━━━ SUPPLIED MATERIAL ━━━

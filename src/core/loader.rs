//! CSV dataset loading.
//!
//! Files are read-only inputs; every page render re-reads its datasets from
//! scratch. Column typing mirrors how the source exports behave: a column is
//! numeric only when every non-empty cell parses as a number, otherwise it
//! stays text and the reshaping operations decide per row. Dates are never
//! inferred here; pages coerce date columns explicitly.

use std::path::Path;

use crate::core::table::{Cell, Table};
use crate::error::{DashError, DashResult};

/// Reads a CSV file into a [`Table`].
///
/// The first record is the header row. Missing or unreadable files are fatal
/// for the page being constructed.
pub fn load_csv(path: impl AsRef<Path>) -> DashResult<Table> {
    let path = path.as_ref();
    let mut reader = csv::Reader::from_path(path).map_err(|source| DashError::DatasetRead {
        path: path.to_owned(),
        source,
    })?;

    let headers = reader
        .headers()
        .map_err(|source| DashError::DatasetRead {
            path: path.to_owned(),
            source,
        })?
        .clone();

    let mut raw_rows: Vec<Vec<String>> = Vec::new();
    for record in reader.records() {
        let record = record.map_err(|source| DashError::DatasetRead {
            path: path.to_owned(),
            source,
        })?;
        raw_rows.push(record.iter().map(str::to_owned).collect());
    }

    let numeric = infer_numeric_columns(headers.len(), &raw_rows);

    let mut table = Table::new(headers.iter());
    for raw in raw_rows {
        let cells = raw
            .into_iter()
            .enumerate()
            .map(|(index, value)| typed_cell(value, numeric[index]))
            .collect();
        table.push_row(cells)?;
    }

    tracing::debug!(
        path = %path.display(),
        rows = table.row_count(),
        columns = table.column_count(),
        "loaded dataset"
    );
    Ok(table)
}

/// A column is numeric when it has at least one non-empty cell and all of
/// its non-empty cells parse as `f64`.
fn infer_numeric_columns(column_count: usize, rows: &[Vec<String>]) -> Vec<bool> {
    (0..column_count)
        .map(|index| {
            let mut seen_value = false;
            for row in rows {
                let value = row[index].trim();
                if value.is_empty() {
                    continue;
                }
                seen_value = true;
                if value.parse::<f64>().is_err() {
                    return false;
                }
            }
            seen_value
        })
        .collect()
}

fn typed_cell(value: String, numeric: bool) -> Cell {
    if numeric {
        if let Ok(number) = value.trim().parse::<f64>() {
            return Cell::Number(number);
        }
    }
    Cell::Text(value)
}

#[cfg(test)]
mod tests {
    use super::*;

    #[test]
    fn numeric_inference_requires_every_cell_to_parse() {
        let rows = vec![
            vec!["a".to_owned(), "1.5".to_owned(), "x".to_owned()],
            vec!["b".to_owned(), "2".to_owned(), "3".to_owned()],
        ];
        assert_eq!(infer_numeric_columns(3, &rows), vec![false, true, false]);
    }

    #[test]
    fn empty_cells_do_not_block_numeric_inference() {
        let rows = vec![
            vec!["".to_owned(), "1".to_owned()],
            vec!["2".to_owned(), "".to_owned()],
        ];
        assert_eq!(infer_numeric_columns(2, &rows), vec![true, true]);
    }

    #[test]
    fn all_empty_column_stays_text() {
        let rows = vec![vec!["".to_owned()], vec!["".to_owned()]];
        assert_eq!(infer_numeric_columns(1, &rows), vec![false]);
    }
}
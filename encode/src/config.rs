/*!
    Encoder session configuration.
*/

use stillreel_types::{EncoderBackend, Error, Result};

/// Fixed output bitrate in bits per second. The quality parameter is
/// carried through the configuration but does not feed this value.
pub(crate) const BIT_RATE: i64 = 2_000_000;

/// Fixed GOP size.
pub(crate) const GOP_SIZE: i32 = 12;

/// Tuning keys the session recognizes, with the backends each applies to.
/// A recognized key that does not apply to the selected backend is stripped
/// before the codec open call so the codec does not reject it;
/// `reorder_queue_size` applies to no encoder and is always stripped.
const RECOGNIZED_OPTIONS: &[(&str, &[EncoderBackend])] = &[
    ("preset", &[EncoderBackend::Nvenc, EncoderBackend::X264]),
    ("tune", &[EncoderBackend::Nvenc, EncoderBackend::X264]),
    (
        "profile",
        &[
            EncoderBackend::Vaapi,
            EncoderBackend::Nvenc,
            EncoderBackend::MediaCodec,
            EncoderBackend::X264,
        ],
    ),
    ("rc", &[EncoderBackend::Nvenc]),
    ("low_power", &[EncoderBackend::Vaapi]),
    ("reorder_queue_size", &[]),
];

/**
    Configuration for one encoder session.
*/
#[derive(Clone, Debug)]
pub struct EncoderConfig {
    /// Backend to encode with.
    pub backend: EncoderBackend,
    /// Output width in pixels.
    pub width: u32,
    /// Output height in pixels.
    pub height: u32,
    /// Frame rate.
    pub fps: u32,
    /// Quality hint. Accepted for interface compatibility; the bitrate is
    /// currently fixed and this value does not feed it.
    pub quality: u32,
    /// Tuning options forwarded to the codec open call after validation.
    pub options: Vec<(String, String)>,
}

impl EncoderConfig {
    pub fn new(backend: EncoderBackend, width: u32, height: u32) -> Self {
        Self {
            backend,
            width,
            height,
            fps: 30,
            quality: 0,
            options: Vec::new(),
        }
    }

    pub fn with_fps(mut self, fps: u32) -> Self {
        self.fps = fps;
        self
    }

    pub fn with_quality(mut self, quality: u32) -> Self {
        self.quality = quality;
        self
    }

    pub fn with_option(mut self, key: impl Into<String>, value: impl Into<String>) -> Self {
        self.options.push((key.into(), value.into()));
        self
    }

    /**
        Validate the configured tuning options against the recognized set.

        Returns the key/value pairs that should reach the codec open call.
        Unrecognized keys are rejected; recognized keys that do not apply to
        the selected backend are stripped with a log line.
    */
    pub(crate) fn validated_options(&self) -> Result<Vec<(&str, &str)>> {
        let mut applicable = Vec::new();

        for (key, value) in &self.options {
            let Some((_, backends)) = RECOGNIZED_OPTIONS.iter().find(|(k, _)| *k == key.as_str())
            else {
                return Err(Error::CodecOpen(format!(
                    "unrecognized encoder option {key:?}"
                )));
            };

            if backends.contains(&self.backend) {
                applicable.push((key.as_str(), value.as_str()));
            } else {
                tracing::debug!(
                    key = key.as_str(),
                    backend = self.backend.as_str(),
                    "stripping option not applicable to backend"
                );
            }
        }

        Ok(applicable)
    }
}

━━━

EXERCISE DESCRIPTION:
Reprint every entry exactly.

TASK ANSWER:
filename src/core/loader.rs
//! CSV dataset loading.
//!
//! Files are read-only inputs; every page render re-reads its datasets from
//! scratch. Column typing mirrors how the source exports behave: a column is
//! numeric only when every non-empty cell parses as a number, otherwise it
//! stays text and the reshaping operations decide per row. Dates are never
//! inferred here; pages coerce date columns explicitly.

use std::path::Path;

use crate::core::table::{Cell, Table};
use crate::error::{DashError, DashResult};

/// Reads a CSV file into a [`Table`].
///
/// The first record is the header row. Missing or unreadable files are fatal
/// for the page being constructed.
pub fn load_csv(path: impl AsRef<Path>) -> DashResult<Table> {
    let path = path.as_ref();
    let mut reader = csv::Reader::from_path(path).map_err(|source| DashError::DatasetRead {
        path: path.to_owned(),
        source,
    })?;

    let headers = reader
        .headers()
        .map_err(|source| DashError::DatasetRead {
            path: path.to_owned(),
            source,
        })?
        .clone();

    let mut raw_rows: Vec<Vec<String>> = Vec::new();
    for record in reader.records() {
        let record = record.map_err(|source| DashError::DatasetRead {
            path: path.to_owned(),
            source,
        })?;
        raw_rows.push(record.iter().map(str::to_owned).collect());
    }

    let numeric = infer_numeric_columns(headers.len(), &raw_rows);

    let mut table = Table::new(headers.iter());
    for raw in raw_rows {
        let cells = raw
            .into_iter()
            .enumerate()
            .map(|(index, value)| typed_cell(value, numeric[index]))
            .collect();
        table.push_row(cells)?;
    }

    tracing::debug!(
        path = %path.display(),
        rows = table.row_count(),
        columns = table.column_count(),
        "loaded dataset"
    );
    Ok(table)
}

/// A column is numeric when it has at least one non-empty cell and all of
/// its non-empty cells parse as `f64`.
fn infer_numeric_columns(column_count: usize, rows: &[Vec<String>]) -> Vec<bool> {
    (0..column_count)
        .map(|index| {
            let mut seen_value = false;
            for row in rows {
                let value = row[index].trim();
                if value.is_empty() {
                    continue;
                }
                seen_value = true;
                if value.parse::<f64>().is_err() {
                    return false;
                }
            }
            seen_value
        })
        .collect()
}

fn typed_cell(value: String, numeric: bool) -> Cell {
    if numeric {
        if let Ok(number) = value.trim().parse::<f64>() {
            return Cell::Number(number);
        }
    }
    Cell::Text(value)
}

#[cfg(test)]
mod tests {
    use super::*;

    #[test]
    fn numeric_inference_requires_every_cell_to_parse() {
        let rows = vec![
            vec!["a".to_owned(), "1.5".to_owned(), "x".to_owned()],
            vec!["b".to_owned(), "2".to_owned(), "3".to_owned()],
        ];
        assert_eq!(infer_numeric_columns(3, &rows), vec![false, true, false]);
    }

    #[test]
    fn empty_cells_do_not_block_numeric_inference() {
        let rows = vec![
            vec!["".to_owned(), "1".to_owned()],
            vec!["2".to_owned(), "".to_owned()],
        ];
        assert_eq!(infer_numeric_columns(2, &rows), vec![true, true]);
    }

    #[test]
    fn all_empty_column_stays_text() {
        let rows = vec![vec!["".to_owned()], vec!["".to_owned()]];
        assert_eq!(infer_numeric_columns(1, &rows), vec![false]);
    }
}
filename encode/src/config.rs
/*!
    Encoder session configuration.
*/

use stillreel_types::{EncoderBackend, Error, Result};

/// Fixed output bitrate in bits per second. The quality parameter is
/// carried through the configuration but does not feed this value.
pub(crate) const BIT_RATE: i64 = 2_000_000;

/// Fixed GOP size.
pub(crate) const GOP_SIZE: i32 = 12;

/// Tuning keys the session recognizes, with the backends each applies to.
/// A recognized key that does not apply to the selected backend is stripped
/// before the codec open call so the codec does not reject it;
/// `reorder_queue_size` applies to no encoder and is always stripped.
const RECOGNIZED_OPTIONS: &[(&str, &[EncoderBackend])] = &[
    ("preset", &[EncoderBackend::Nvenc, EncoderBackend::X264]),
    ("tune", &[EncoderBackend::Nvenc, EncoderBackend::X264]),
    (
        "profile",
        &[
            EncoderBackend::Vaapi,
            EncoderBackend::Nvenc,
            EncoderBackend::MediaCodec,
            EncoderBackend::X264,
        ],
    ),
    ("rc", &[EncoderBackend::Nvenc]),
    ("low_power", &[EncoderBackend::Vaapi]),
    ("reorder_queue_size", &[]),
];

/**
    Configuration for one encoder session.
*/
#[derive(Clone, Debug)]
pub struct EncoderConfig {
    /// Backend to encode with.
    pub backend: EncoderBackend,
    /// Output width in pixels.
    pub width: u32,
    /// Output height in pixels.
    pub height: u32,
    /// Frame rate.
    pub fps: u32,
    /// Quality hint. Accepted for interface compatibility; the bitrate is
    /// currently fixed and this value does not feed it.
    pub quality: u32,
    /// Tuning options forwarded to the codec open call after validation.
    pub options: Vec<(String, String)>,
}

impl EncoderConfig {
    pub fn new(backend: EncoderBackend, width: u32, height: u32) -> Self {
        Self {
            backend,
            width,
            height,
            fps: 30,
            quality: 0,
            options: Vec::new(),
        }
    }

    pub fn with_fps(mut self, fps: u32) -> Self {
        self.fps = fps;
        self
    }

    pub fn with_quality(mut self, quality: u32) -> Self {
        self.quality = quality;
        self
    }

    pub fn with_option(mut self, key: impl Into<String>, value: impl Into<String>) -> Self {
        self.options.push((key.into(), value.into()));
        self
    }

    /**
        Validate the configured tuning options against the recognized set.

        Returns the key/value pairs that should reach the codec open call.
        Unrecognized keys are rejected; recognized keys that do not apply to
        the selected backend are stripped with a log line.
    */
    pub(crate) fn validated_options(&self) -> Result<Vec<(&str, &str)>> {
        let mut applicable = Vec::new();

        for (key, value) in &self.options {
            let Some((_, backends)) = RECOGNIZED_OPTIONS.iter().find(|(k, _)| *k == key.as_str())
            else {
                return Err(Error::CodecOpen(format!(
                    "unrecognized encoder option {key:?}"
                )));
            };

            if backends.contains(&self.backend) {
                applicable.push((key.as_str(), value.as_str()));
            } else {
                tracing::debug!(
                    key = key.as_str(),
                    backend = self.backend.as_str(),
                    "stripping option not applicable to backend"
                );
            }
        }

        Ok(applicable)
    }
}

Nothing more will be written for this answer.